With the records below as your source, retype each line exactly from the top down to the line that contains "fn open(path: &Path)", and include that line.

————————

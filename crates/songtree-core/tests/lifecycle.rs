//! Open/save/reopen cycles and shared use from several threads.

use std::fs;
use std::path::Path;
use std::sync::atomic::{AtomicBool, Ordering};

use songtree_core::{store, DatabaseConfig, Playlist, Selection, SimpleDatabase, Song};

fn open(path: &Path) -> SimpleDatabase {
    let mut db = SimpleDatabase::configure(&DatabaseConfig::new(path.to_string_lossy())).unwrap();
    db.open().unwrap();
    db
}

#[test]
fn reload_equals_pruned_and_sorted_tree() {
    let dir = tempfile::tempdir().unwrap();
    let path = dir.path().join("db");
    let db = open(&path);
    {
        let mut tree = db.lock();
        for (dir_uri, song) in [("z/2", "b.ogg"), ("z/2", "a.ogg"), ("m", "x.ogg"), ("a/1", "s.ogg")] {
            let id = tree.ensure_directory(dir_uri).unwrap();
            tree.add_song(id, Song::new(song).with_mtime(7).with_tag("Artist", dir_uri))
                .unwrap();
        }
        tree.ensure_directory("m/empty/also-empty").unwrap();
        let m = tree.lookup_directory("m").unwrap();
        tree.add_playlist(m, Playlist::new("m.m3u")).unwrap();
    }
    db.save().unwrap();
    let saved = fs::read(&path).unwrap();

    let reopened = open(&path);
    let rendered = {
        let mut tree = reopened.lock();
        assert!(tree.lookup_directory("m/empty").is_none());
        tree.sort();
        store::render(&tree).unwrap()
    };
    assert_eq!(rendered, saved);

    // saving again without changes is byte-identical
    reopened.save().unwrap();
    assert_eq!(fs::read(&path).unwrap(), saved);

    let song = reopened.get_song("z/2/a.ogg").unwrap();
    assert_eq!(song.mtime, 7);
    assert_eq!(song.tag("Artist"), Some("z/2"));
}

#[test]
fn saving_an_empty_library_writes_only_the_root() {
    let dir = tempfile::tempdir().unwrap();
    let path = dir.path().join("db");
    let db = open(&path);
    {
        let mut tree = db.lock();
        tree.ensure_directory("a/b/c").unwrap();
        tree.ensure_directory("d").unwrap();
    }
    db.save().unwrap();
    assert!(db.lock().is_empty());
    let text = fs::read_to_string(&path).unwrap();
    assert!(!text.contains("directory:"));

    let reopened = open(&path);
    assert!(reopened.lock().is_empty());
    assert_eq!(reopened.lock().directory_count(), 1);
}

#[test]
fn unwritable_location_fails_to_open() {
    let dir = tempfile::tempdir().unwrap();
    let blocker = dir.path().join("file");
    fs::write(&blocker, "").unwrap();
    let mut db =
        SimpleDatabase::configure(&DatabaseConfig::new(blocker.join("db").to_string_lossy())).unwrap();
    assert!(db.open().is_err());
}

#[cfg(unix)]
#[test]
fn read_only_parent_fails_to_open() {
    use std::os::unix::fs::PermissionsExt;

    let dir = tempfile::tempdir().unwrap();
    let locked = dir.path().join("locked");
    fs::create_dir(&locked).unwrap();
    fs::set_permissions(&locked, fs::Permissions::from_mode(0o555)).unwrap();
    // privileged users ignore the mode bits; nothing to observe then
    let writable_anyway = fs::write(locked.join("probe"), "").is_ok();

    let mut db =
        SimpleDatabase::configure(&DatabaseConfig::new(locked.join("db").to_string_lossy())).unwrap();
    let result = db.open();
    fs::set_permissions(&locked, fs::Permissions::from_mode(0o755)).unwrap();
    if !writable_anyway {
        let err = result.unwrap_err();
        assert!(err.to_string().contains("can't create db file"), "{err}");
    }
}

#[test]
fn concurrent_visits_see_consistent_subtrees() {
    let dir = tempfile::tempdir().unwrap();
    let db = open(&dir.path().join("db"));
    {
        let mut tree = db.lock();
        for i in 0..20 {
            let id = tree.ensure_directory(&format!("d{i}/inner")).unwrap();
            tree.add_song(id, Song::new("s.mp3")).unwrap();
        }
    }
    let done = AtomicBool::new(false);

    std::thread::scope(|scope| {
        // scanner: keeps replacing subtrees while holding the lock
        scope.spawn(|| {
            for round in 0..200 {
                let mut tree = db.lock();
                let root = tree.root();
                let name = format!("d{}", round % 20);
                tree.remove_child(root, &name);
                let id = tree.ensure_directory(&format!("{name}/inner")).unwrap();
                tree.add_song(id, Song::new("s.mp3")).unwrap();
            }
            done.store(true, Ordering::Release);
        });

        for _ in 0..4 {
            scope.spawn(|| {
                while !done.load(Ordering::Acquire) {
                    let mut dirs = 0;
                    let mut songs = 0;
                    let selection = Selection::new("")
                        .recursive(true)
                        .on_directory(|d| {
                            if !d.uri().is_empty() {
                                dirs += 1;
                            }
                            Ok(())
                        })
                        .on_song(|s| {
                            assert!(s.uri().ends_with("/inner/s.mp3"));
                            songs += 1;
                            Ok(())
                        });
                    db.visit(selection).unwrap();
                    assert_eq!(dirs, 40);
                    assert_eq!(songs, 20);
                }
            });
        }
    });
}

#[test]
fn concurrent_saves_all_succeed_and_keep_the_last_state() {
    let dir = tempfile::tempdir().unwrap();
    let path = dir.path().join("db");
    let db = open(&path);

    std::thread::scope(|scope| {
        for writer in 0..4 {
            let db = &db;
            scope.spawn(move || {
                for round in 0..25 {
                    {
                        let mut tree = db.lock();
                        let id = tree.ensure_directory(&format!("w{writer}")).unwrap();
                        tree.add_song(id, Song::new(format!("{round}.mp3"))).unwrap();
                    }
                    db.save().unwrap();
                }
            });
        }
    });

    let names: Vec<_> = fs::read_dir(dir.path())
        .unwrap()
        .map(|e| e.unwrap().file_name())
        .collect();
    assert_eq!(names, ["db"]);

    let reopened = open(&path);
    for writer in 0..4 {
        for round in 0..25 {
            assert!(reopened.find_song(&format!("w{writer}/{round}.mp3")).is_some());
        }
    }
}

————————

▶ **Task result**
filename crates/songtree-core/tests/lifecycle.rs
//! Open/save/reopen cycles and shared use from several threads.

use std::fs;
use std::path::Path;
use std::sync::atomic::{AtomicBool, Ordering};

use songtree_core::{store, DatabaseConfig, Playlist, Selection, SimpleDatabase, Song};

fn open(path: &Path) -> SimpleDatabase {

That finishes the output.